The mission is the second in NASA’s new program to get astronauts back to the Moon for scientific exploration, eventual permanent habitation, and building the foundation to Mars and beyond.
Artemis II launched on April 1st, 2026 at 6:35 PM. This flight is the first with a crew on board the Space Launch Systems (SLS) rocket and Orion spacecraft designed for Artemis.
While on their journey to the Moon, the crew of four (Reid Wiseman, Victor Glover, and Christina Koch, and Canadian Space Agency astronaut Jeremy Hansen) will be completing various tests and experiments as the Orion spacecraft flies two elliptical orbits around the Earth before heading traversing toward the Moon.
Once at the Moon, the Artemis II crew will travel about 4,700 miles beyond the far side of the Moon and further than any human has gone before. There they will continue to test the spacecraft. From their position, the crew will see Earth and the Moon together, with the Moon close in the foreground and Earth nearly a quarter-million miles in the background. Quite a sight to behold.
The whole trip will last approximately 10 days and relies heavily on gravity to make it the entire way and back, using the same orbital mechanics the Apollo missions did in the 1960s and 1970s.
The Artemis program was first established in 2017 with the goal of lunar exploration, habitation, and as the stepping stone into our wider cosmological backyard. Like the Apollo program before, the Artemis program of currently five planned missions will push outward from the pale blue dot we call home with more complex and increasingly difficult missions to explore the Moon.
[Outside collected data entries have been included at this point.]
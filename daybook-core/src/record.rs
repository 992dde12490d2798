//! Provider-neutral record types and the sync status state machine.
//!
//! A [`SyncableRecord`] is the unit of synchronization: an event or a
//! task, plus the bookkeeping the reconciliation engine needs to keep it
//! converged with an external provider. Content fields live in
//! [`RecordContent`] so that remote-wins conflict resolution can replace
//! them wholesale without touching the bookkeeping.

use std::collections::BTreeMap;
use std::fmt;

use chrono::{DateTime, Duration, Utc};
use serde::{Deserialize, Serialize};
use uuid::Uuid;

use crate::error::StateError;

/// What kind of item a record is.
#[derive(Debug, Clone, Copy, PartialEq, Eq, Serialize, Deserialize)]
#[serde(rename_all = "snake_case")]
pub enum ItemKind {
    Task,
    Event,
}

#[derive(Debug, Clone, Copy, PartialEq, Eq, PartialOrd, Ord, Serialize, Deserialize)]
#[serde(rename_all = "snake_case")]
pub enum Priority {
    None,
    Low,
    Medium,
    High,
}

/// Where a record originated.
#[derive(Debug, Clone, PartialEq, Eq, Serialize, Deserialize)]
#[serde(rename_all = "snake_case")]
pub enum Source {
    /// Created in this app.
    Local,
    /// Pulled from the named provider link.
    Provider(String),
}

/// A provider-specific identifier that lets the engine find a record on
/// the remote system again (item id plus, where relevant, the parent
/// calendar/collection id).
#[derive(Debug, Clone, PartialEq, Eq, Serialize, Deserialize)]
pub struct ExternalKey {
    pub item_id: String,
    #[serde(skip_serializing_if = "Option::is_none")]
    pub collection_id: Option<String>,
}

impl ExternalKey {
    pub fn new(item_id: impl Into<String>) -> Self {
        ExternalKey {
            item_id: item_id.into(),
            collection_id: None,
        }
    }

    pub fn in_collection(item_id: impl Into<String>, collection_id: impl Into<String>) -> Self {
        ExternalKey {
            item_id: item_id.into(),
            collection_id: Some(collection_id.into()),
        }
    }
}

impl fmt::Display for ExternalKey {
    fn fmt(&self, f: &mut fmt::Formatter<'_>) -> fmt::Result {
        match &self.collection_id {
            Some(c) => write!(f, "{}@{}", self.item_id, c),
            None => write!(f, "{}", self.item_id),
        }
    }
}

/// Sync lifecycle of a record.
///
/// One tagged state instead of a deleted-flag plus a status field, so
/// that combinations like "deleted but synced" are unrepresentable.
/// Physical purge is removal from the store, not a stored state.
#[derive(Debug, Clone, Copy, PartialEq, Eq, Serialize, Deserialize)]
#[serde(rename_all = "snake_case")]
pub enum SyncStatus {
    /// Local change not yet reflected on any linked provider.
    Pending,
    /// In agreement with the linked provider.
    Synced,
    /// User opted this record out of sync.
    LocalOnly,
    /// Deleted locally; retained until the deletion has propagated to
    /// every linked provider, then physically purged.
    Tombstoned,
}

impl SyncStatus {
    /// Whether this record carries a local change the push phase must
    /// propagate.
    pub fn is_locally_dirty(self) -> bool {
        matches!(self, SyncStatus::Pending | SyncStatus::Tombstoned)
    }
}

/// The user-visible fields of a record.
#[derive(Debug, Clone, PartialEq, Serialize, Deserialize)]
pub struct RecordContent {
    pub kind: ItemKind,
    pub title: String,
    pub start: DateTime<Utc>,
    pub end: Option<DateTime<Utc>>,
    pub all_day: bool,
    pub notes: Option<String>,
    pub completed: bool,
    pub category: String,
    pub reminder_minutes: Option<i64>,
    /// Opaque recurrence payload; never interpreted by the core.
    pub recurrence: Option<Vec<u8>>,
    pub location: Option<String>,
    pub priority: Priority,
}

impl RecordContent {
    pub fn task(title: impl Into<String>, start: DateTime<Utc>) -> Self {
        RecordContent {
            kind: ItemKind::Task,
            title: title.into(),
            start,
            end: None,
            all_day: false,
            notes: None,
            completed: false,
            category: "other".to_string(),
            reminder_minutes: None,
            recurrence: None,
            location: None,
            priority: Priority::None,
        }
    }

    pub fn event(title: impl Into<String>, start: DateTime<Utc>) -> Self {
        RecordContent {
            kind: ItemKind::Event,
            ..Self::task(title, start)
        }
    }
}

/// The unit of synchronization.
#[derive(Debug, Clone, PartialEq, Serialize, Deserialize)]
pub struct SyncableRecord {
    pub id: Uuid,
    pub content: RecordContent,
    /// Provider name → external key. At most one entry at a time
    /// (single-provider authority), enforced by [`link_external_key`].
    ///
    /// [`link_external_key`]: SyncableRecord::link_external_key
    #[serde(default)]
    pub external_keys: BTreeMap<String, ExternalKey>,
    pub source: Source,
    pub status: SyncStatus,
    /// Strictly increasing on every local mutation; the tie-breaker
    /// input for last-writer-wins conflict resolution.
    pub last_modified_local: DateTime<Utc>,
    /// Set only when a remote pull produces or confirms the record.
    pub last_modified_remote: Option<DateTime<Utc>>,
    pub created_at: DateTime<Utc>,
    /// Permanent per-record rejection from a provider. While set, the
    /// push phase skips the record; cleared by the next local edit.
    #[serde(default, skip_serializing_if = "Option::is_none")]
    pub sync_error: Option<String>,
}

impl SyncableRecord {
    /// A new locally-created record, pending its first push.
    pub fn new_local(content: RecordContent) -> Self {
        let now = Utc::now();
        SyncableRecord {
            id: Uuid::new_v4(),
            content,
            external_keys: BTreeMap::new(),
            source: Source::Local,
            status: SyncStatus::Pending,
            last_modified_local: now,
            last_modified_remote: None,
            created_at: now,
            sync_error: None,
        }
    }

    /// A record created from a provider pull, already in agreement with
    /// the remote.
    pub fn from_remote(
        provider: &str,
        key: ExternalKey,
        content: RecordContent,
        remote_time: DateTime<Utc>,
    ) -> Self {
        let now = Utc::now();
        let mut external_keys = BTreeMap::new();
        external_keys.insert(provider.to_string(), key);
        SyncableRecord {
            id: Uuid::new_v4(),
            content,
            external_keys,
            source: Source::Provider(provider.to_string()),
            status: SyncStatus::Synced,
            last_modified_local: now,
            last_modified_remote: Some(remote_time),
            created_at: now,
            sync_error: None,
        }
    }

    pub fn external_key(&self, provider: &str) -> Option<&ExternalKey> {
        self.external_keys.get(provider)
    }

    /// The provider currently holding authority over this record, if any.
    pub fn linked_provider(&self) -> Option<&str> {
        self.external_keys.keys().next().map(String::as_str)
    }

    /// Link this record to a provider's external key.
    ///
    /// At most one provider may hold a key at a time; re-linking the
    /// same provider replaces its key.
    pub fn link_external_key(
        &mut self,
        provider: &str,
        key: ExternalKey,
    ) -> Result<(), StateError> {
        if let Some(linked) = self.linked_provider() {
            if linked != provider {
                return Err(StateError::AlreadyLinked(linked.to_string()));
            }
        }
        self.external_keys.insert(provider.to_string(), key);
        Ok(())
    }

    pub fn clear_external_key(&mut self, provider: &str) {
        self.external_keys.remove(provider);
    }

    /// Stamp a local mutation.
    ///
    /// `last_modified_local` must strictly increase even when two edits
    /// land within clock resolution, so the stamp never moves backwards
    /// and always advances by at least a millisecond.
    fn touch_local(&mut self) {
        let floor = self.last_modified_local + Duration::milliseconds(1);
        let now = Utc::now();
        self.last_modified_local = if now > floor { now } else { floor };
    }

    /// Local mutation: the record needs to be pushed again.
    ///
    /// A `LocalOnly` record stays local-only; the edit is stamped but
    /// nothing will be pushed. Clears any previous provider rejection.
    pub fn mark_pending(&mut self) {
        self.touch_local();
        self.sync_error = None;
        if self.status != SyncStatus::LocalOnly {
            self.status = SyncStatus::Pending;
        }
    }

    /// Successful push, or a pull that confirmed the record.
    pub fn mark_synced(&mut self, remote_time: DateTime<Utc>) {
        self.status = SyncStatus::Synced;
        self.last_modified_remote = Some(remote_time);
    }

    /// Local delete: keep the record as a tombstone until every linked
    /// provider has confirmed the deletion.
    pub fn mark_tombstoned(&mut self) {
        self.touch_local();
        self.status = SyncStatus::Tombstoned;
    }

    /// Opt this record out of sync. Severs provider authority: any
    /// external key is dropped, so a later remote change for the old key
    /// is treated as a fresh remote record.
    pub fn mark_local_only(&mut self) {
        self.touch_local();
        self.external_keys.clear();
        self.status = SyncStatus::LocalOnly;
    }

    /// Re-enable sync for a `LocalOnly` record.
    pub fn enable_sync(&mut self) {
        if self.status == SyncStatus::LocalOnly {
            self.touch_local();
            self.status = SyncStatus::Pending;
        }
    }
}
The first Artemis mission, Artemis I, launched near the end of 2022 and was the first true test of NASA’s Deep Space Exploration Systems with the Orion spacecraft, SLS rocket, and upgraded Exploration Ground Systems at the Kennedy Space Center in Cape Canaveral, Florida. This was an unmanned flight to the Moon to test the viability of the technology NASA had been creating and what further hurdles they needed to overcome.
Although, not all their challenges were based in space exploration. In May of 2025, President Trump released his Fiscal Year 2026 Budget Request. In the proposal, NASA’s funding was to be cut by 24%, and NASA science faced a 47% cut. These cuts, and the proposed cuts to NASA in the “Big Beautiful Bill”, would’ve spelled doom for the program and overall exploration and habitation of the Moon.
These cuts were amended out of both the “Big Beautiful Bill” and 2026 Budget Request when both passed in Congress and NASA’s funding was continued unimpeded to get us where we are today and for future Artemis missions in the coming years.
Those missions, such as the planned Artemis VI mission in early 2028, will take another crew to the Moon not just to orbit, but to land. Exploring the surface for the first time since 1972. After the Artemis V mission in late 2028, NASA plans to have missions to the Moon roughly once per year.
This is a big moment in space exploration, American history, and overall a beacon of human ingenuity, bravery, and resilience.